use crate::blkdev;
use crate::error::{PtddError, PtddResult};
use crate::filetype::FileKind;
use crate::options::{InputSrc, Opts, OutputDst};
use crate::pt::PtStatus;

/// Whether the copy should run at all after count resolution.
#[derive(Debug, PartialEq, Eq)]
pub enum CountOutcome {
    Proceed,
    /// resume found nothing left to do
    AlreadyComplete,
}

/// Blocks and block size, with the total shown in decimal MB/GB/TB when
/// large enough.
fn print_blk_sizes(fname: &str, access: &str, num_sect: u64, sect_sz: usize) {
    let bytes = num_sect.saturating_mul(sect_sz as u64);
    let mb = bytes / 1_000_000;
    if mb > 999_999 {
        eprintln!(
            "  {} [{}]: blocks={} [0x{:x}], _bs={}, {:.2} TB",
            fname,
            access,
            num_sect,
            num_sect,
            sect_sz,
            bytes as f64 / 1e12
        );
    } else if mb > 999 {
        eprintln!(
            "  {} [{}]: blocks={} [0x{:x}], _bs={}, {:.2} GB",
            fname,
            access,
            num_sect,
            num_sect,
            sect_sz,
            bytes as f64 / 1e9
        );
    } else if mb > 0 {
        eprintln!(
            "  {} [{}]: blocks={} [0x{:x}], _bs={}, {} MB{}",
            fname,
            access,
            num_sect,
            num_sect,
            sect_sz,
            mb,
            if mb < 10 { " approx" } else { "" }
        );
    } else {
        eprintln!(
            "  {} [{}]: blocks={} [0x{:x}], _bs={}",
            fname, access, num_sect, num_sect, sect_sz
        );
    }
}

/// READ CAPACITY with the one-retry policy on unit attention and aborted
/// command.
fn pt_capacity(
    pt: &mut dyn crate::pt::PassThrough,
    which: &str,
) -> Result<(u64, usize), PtStatus> {
    match pt.read_capacity() {
        Ok(v) => Ok(v),
        Err(PtStatus::UnitAttention) => {
            eprintln!("Unit attention (readcap {}), continuing", which);
            pt.read_capacity()
        }
        Err(PtStatus::AbortedCommand) => {
            eprintln!("Aborted command (readcap {}), continuing", which);
            pt.read_capacity()
        }
        Err(e) => Err(e),
    }
}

» Exercise description: Restate word for word only the lines running from the beginning of the data to the line holding "#[derive(Debug, PartialEq, Eq)]", both included.

» Reply to the task:
use crate::blkdev;
use crate::error::{PtddError, PtddResult};
use crate::filetype::FileKind;
use crate::options::{InputSrc, Opts, OutputDst};
use crate::pt::PtStatus;

/// Whether the copy should run at all after count resolution.
#[derive(Debug, PartialEq, Eq)]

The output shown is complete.